(A/N)- I am SO happy that school is winding down now. Gives me more time to write. And become involved in new fandoms. (I've totally become addicted to the new Batman: Brave and the Bold cartoon. It's corny and predictable at times but it's darn hilarious and awesome and I cannot get enough of it, particularly their version of Blue Beetle. Plus I've been archive binging on episodes of my favorite anime Mermaid Melody. I'm such a sad fangirl.)
A Jinx-centric one-shot this round. Started originally as a playful banter Flinx drabble and then morphed to become a little more serious and introspective but hopefully the fun dialogue still gets a few laughs. Those two are just a blast to write.
Disclaimer: Jaime Reyes! Huh, well, guess I don't own him either. Though if I did I'd treat him a HECK of a lot better than DC comics is right now... and put Nightwing and Starfire back together... When is it my turn to run the asylum anyway?
Back and Forth
The late night sky was a deep, deep blue tonight, speckled occasionally with a few stars that she could make out through the haze of the streetlights. Aside from a car or two passing by, the headlights framing her figure with a white halo as they past, there was no one else around. The streets were empty and deserted at this late hour, most people choosing to be asleep in their safe and warm homes instead of out wandering around. So much the better. It meant that things were quiet (aside from the sound of her own footsteps). Better for the restless thinking and pacing she'd been doing lately. The pink-haired girl dropped her eyes to the street again, relishing the stillness.
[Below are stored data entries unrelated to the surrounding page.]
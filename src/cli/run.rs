//! CLI entry-point for the backfill run itself.

use crate::config::{BackfillConfig, DEFAULT_ORCHESTRATOR_URL};
use crate::error::Result;
use crate::runner::{RunOutcome, RunSummary, run_backfill};
use chrono::NaiveDate;
use clap::Args as ClapArgs;
use std::path::PathBuf;
use tokio_util::sync::CancellationToken;

/// Args for the `run` sub-command.
#[derive(Debug, Clone, ClapArgs)]
pub struct Args {
    /// Start date (YYYY-MM-DD, from midnight UTC); overrides the saved cursor
    #[arg(long, value_parser = parse_date)]
    pub from: Option<NaiveDate>,

    /// End date (YYYY-MM-DD), inclusive of the whole day
    #[arg(long, value_parser = parse_date)]
    pub to: Option<NaiveDate>,

    /// Articles fetched and dispatched per batch
    #[arg(long, default_value_t = crate::config::default_batch_size())]
    pub batch_size: usize,

    /// Concurrent ingestion requests per batch
    #[arg(long, default_value_t = crate::config::default_concurrency())]
    pub concurrency: usize,

    /// Read and count articles without sending or checkpointing anything
    #[arg(long)]
    pub dry_run: bool,

    /// Provision a dedicated embedding accelerator for this run
    #[arg(long)]
    pub hyper_boost: bool,

    /// Cursor checkpoint file
    #[arg(long, default_value_os_t = crate::config::default_cursor_file())]
    pub cursor_file: PathBuf,
}

impl Args {
    /// Combine CLI flags with environment settings into a run configuration.
    fn into_config(self) -> BackfillConfig {
        BackfillConfig {
            database_url: std::env::var("DATABASE_URL").unwrap_or_default(),
            orchestrator_url: std::env::var("ORCHESTRATOR_URL")
                .unwrap_or_else(|_| DEFAULT_ORCHESTRATOR_URL.to_string()),
            embedder_override_url: std::env::var("EMBEDDER_URL").ok(),
            cursor_file: self.cursor_file,
            concurrency: self.concurrency,
            batch_size: self.batch_size,
            dry_run: self.dry_run,
            from: self.from,
            to: self.to,
            hyper_boost: self.hyper_boost,
        }
    }
}

/// Execute one backfill run and print its summary.
pub async fn run(args: Args) -> Result<()> {
    let config = args.into_config();
    config.validate()?;

    let cancel_token = CancellationToken::new();
    let signal_token = cancel_token.clone();
    tokio::spawn(async move {
        crate::wait_for_signal().await;
        signal_token.cancel();
    });

    match run_backfill(&config, cancel_token).await? {
        RunOutcome::Completed(summary) => print_summary("Backfill complete", &summary),
        RunOutcome::Interrupted(summary) => {
            print_summary("Backfill interrupted, progress saved", &summary);
        }
    }

    Ok(())
}

fn print_summary(heading: &str, summary: &RunSummary) {
    println!("{heading}");
    println!("  Total:   {}", summary.total);
    println!("  Success: {}", summary.success);
    println!("  Failed:  {}", summary.failed);
}

fn parse_date(raw: &str) -> std::result::Result<NaiveDate, String> {
    NaiveDate::parse_from_str(raw, "%Y-%m-%d")
        .map_err(|_| format!("expected YYYY-MM-DD, got '{raw}'"))
}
She didn't know how this nightly ritual had started. One night she just excused herself from the hideout with some half-muttered excuse about "needing to clear her head" and hit the streets and wandered around aimlessly just breathing in the cool night air until she felt calmer and more collected and then went back, finding everything dark and her teammates all asleep. It was almost like clockwork now. Finish dinner, file some reports, listen to beginning of yet another ever-irritating squabble between her roommates, head out and go for a long walk until her legs turned to jelly and her eyelids started drooping. That was usually around the one to two mark. It was only about eleven now, so she had a ways to go before she had to return home.
Home. Right. Like she'd ever really felt at home anywhere.
It was a realization that was beginning to occupy more and more of her thoughts nowadays, and especially on nights like these. She wondered often about what she really wanted from life. It sounded stupid and simple but she had to be honest with herself and realize that she'd never really, truly thought about it before. She'd just kept following orders and going with the flow without stopping to consider what her motives truly were. There'd been the superficial reasons of course-because villainy was fun, because she had friends-or at least very close associates she could count on in a pinch-because wrecking things and pulling off a successful heist gave her an adrenaline rush. But now that she thought about it, really thought about it, she recognized that what she really wanted was to fit in. To have a place where she would really… belong. And not just as a notation on the attendance record.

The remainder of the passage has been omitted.